• Stored items:
* * * * * * *

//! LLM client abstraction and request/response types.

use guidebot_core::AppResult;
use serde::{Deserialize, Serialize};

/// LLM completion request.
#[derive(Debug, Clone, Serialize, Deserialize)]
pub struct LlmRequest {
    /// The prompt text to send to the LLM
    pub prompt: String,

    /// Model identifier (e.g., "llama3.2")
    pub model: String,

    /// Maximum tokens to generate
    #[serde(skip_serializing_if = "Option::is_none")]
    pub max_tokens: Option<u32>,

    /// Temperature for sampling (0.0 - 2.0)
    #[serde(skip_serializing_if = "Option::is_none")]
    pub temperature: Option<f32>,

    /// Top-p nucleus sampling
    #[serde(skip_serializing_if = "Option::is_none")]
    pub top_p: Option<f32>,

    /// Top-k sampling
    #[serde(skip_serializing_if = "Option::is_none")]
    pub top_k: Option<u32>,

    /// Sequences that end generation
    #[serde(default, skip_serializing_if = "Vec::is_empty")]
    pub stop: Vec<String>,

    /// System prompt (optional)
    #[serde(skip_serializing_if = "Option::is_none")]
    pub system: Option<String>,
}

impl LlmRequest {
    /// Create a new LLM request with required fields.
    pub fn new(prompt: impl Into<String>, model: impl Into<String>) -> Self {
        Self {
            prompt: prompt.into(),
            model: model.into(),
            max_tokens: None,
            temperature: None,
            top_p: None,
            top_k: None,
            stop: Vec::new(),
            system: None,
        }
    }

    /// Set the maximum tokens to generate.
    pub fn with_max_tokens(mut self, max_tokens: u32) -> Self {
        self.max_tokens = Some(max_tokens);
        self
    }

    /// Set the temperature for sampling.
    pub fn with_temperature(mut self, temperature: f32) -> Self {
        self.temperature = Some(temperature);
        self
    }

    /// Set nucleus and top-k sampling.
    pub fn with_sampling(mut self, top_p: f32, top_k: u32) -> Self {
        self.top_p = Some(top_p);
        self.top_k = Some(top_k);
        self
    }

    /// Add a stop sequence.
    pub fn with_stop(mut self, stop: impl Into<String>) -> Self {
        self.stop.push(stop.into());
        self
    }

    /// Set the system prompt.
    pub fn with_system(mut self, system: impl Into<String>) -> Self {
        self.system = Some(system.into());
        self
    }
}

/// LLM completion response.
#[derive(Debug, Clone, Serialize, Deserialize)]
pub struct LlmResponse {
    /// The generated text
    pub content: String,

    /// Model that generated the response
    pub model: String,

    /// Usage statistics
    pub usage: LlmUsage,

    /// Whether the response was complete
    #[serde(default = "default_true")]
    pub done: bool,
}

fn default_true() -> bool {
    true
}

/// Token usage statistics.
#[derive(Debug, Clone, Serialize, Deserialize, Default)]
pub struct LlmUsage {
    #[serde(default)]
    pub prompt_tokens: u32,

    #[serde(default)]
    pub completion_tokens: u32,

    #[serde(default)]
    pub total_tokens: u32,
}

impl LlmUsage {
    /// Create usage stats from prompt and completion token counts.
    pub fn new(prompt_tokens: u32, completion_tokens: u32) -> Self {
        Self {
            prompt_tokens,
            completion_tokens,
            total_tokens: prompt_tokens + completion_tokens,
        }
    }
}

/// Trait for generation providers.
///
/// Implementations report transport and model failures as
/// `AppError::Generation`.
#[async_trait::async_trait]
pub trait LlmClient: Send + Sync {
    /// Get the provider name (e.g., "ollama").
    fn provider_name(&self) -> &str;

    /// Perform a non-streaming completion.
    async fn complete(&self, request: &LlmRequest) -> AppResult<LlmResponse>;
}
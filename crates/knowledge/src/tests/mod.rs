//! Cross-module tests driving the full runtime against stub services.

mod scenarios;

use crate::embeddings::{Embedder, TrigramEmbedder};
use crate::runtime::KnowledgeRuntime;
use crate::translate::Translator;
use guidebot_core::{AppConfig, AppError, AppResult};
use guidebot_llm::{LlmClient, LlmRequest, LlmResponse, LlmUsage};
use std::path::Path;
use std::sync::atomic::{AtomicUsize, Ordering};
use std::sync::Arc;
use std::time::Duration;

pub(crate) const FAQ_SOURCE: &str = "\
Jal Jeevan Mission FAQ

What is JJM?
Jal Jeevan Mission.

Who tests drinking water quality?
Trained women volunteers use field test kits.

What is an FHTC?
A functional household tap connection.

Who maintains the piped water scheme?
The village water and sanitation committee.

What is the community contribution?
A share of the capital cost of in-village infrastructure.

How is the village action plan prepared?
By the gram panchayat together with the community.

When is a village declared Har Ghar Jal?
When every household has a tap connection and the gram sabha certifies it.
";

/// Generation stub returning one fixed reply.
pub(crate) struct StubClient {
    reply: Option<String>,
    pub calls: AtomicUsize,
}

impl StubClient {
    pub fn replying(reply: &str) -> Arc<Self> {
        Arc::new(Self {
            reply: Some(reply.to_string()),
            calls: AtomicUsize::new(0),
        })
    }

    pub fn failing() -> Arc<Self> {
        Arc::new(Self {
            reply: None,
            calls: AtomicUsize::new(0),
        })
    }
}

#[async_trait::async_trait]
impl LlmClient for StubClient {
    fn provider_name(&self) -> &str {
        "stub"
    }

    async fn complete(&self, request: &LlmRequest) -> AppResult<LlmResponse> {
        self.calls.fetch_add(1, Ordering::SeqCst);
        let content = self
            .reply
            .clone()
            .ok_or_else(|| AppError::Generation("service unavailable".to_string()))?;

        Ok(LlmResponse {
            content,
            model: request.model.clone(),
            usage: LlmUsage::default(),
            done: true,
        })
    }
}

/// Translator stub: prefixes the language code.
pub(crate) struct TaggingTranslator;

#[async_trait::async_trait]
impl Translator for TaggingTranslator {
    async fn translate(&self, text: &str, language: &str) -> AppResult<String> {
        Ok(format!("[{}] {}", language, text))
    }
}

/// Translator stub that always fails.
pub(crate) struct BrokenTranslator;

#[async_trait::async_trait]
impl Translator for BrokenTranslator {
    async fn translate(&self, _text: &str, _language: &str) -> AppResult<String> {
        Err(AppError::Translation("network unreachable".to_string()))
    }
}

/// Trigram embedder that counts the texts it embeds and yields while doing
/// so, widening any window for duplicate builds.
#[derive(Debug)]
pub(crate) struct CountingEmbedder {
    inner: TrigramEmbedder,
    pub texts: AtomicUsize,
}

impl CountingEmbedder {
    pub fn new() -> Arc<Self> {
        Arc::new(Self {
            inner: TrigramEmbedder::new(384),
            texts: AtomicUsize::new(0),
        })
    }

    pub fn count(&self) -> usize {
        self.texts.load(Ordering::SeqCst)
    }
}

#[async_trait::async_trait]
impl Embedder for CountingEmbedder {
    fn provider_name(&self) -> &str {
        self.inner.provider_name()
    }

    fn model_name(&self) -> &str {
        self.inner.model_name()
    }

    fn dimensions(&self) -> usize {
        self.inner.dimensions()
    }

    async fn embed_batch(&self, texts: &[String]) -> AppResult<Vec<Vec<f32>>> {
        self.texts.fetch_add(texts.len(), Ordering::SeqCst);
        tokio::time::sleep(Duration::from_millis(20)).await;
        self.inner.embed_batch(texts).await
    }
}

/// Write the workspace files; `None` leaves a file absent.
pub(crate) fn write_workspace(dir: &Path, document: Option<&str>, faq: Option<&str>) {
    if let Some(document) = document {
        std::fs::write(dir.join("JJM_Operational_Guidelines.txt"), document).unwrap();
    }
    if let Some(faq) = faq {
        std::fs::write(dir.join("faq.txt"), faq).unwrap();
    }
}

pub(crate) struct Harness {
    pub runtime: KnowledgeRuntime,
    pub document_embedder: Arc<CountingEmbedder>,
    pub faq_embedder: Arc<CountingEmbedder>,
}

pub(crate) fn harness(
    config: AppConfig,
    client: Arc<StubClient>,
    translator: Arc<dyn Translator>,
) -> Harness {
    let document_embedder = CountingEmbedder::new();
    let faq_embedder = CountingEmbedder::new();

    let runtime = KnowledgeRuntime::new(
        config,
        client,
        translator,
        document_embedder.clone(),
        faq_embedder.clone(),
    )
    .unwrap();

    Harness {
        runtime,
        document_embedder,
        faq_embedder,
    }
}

* * * * * * *

Gather up the lines containing the word "household" from these records and copy them.

A functional household tap connection.
When every household has a tap connection and the gram sabha certifies it.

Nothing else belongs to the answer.